[Saved entries]

········

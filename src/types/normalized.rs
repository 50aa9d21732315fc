// src/types/normalized.rs
//! Output of the normalization pipeline

use serde::Serialize;
use std::collections::BTreeMap;

use crate::core::shape::SubmissionShape;
use crate::image_acquisition::PhotoOutcome;

/// Every schema key mapped to a fitted string, plus the resolved photo.
///
/// Built once per submission and read-only afterwards.
#[derive(Debug, Clone, Default, PartialEq, Eq)]
pub struct NormalizedFields {
    text: BTreeMap<String, String>,
    photo: Option<Vec<u8>>,
}

impl NormalizedFields {
    pub(crate) fn new(text: BTreeMap<String, String>, photo: Option<Vec<u8>>) -> Self {
        Self { text, photo }
    }

    /// Empty string for keys outside the schema.
    pub fn get(&self, key: &str) -> &str {
        self.text.get(key).map(String::as_str).unwrap_or("")
    }

    pub fn contains_key(&self, key: &str) -> bool {
        self.text.contains_key(key)
    }

    pub fn text(&self) -> &BTreeMap<String, String> {
        &self.text
    }

    pub fn photo(&self) -> Option<&[u8]> {
        self.photo.as_deref()
    }

    pub fn len(&self) -> usize {
        self.text.len()
    }

    pub fn is_empty(&self) -> bool {
        self.text.is_empty()
    }

    /// JSON view for debugging: text keys as-is, the photo as its byte length or null.
    pub fn to_json(&self, photo_key: &str) -> serde_json::Value {
        let mut map: serde_json::Map<String, serde_json::Value> = self
            .text
            .iter()
            .map(|(k, v)| (k.clone(), serde_json::Value::String(v.clone())))
            .collect();
        map.insert(
            photo_key.to_string(),
            self.photo
                .as_ref()
                .map_or(serde_json::Value::Null, |bytes| bytes.len().into()),
        );
        serde_json::Value::Object(map)
    }
}

#[derive(Debug, Clone)]
pub struct NormalizationOutput {
    pub fields: NormalizedFields,
    pub photo_outcome: PhotoOutcome,
    pub shape: SubmissionShape,
}

/// Serializable summary returned by `/normalize` and the `normalize` command.
#[derive(Debug, Serialize)]
pub struct NormalizationReport {
    pub shape: SubmissionShape,
    pub photo: PhotoReport,
    pub fields: serde_json::Value,
}

#[derive(Debug, Serialize)]
pub struct PhotoReport {
    pub source: &'static str,
    pub bytes: Option<usize>,
    pub error: Option<String>,
}

impl NormalizationReport {
    pub fn from_output(output: &NormalizationOutput, photo_key: &str) -> Self {
        Self {
            shape: output.shape.clone(),
            photo: PhotoReport {
                source: output.photo_outcome.label(),
                bytes: output.fields.photo().map(<[u8]>::len),
                error: output.photo_outcome.error().map(|e| e.to_string()),
            },
            fields: output.fields.to_json(photo_key),
        }
    }
}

········

Task directions:
All that is wanted is the set of lines from the one with "pub source: &'static" through the last line of the entries, both included, output exactly.

Solution:
    pub source: &'static str,
    pub bytes: Option<usize>,
    pub error: Option<String>,
}

impl NormalizationReport {
    pub fn from_output(output: &NormalizationOutput, photo_key: &str) -> Self {
        Self {
            shape: output.shape.clone(),
            photo: PhotoReport {
                source: output.photo_outcome.label(),
                bytes: output.fields.photo().map(<[u8]>::len),
                error: output.photo_outcome.error().map(|e| e.to_string()),
            },
            fields: output.fields.to_json(photo_key),
        }
    }
}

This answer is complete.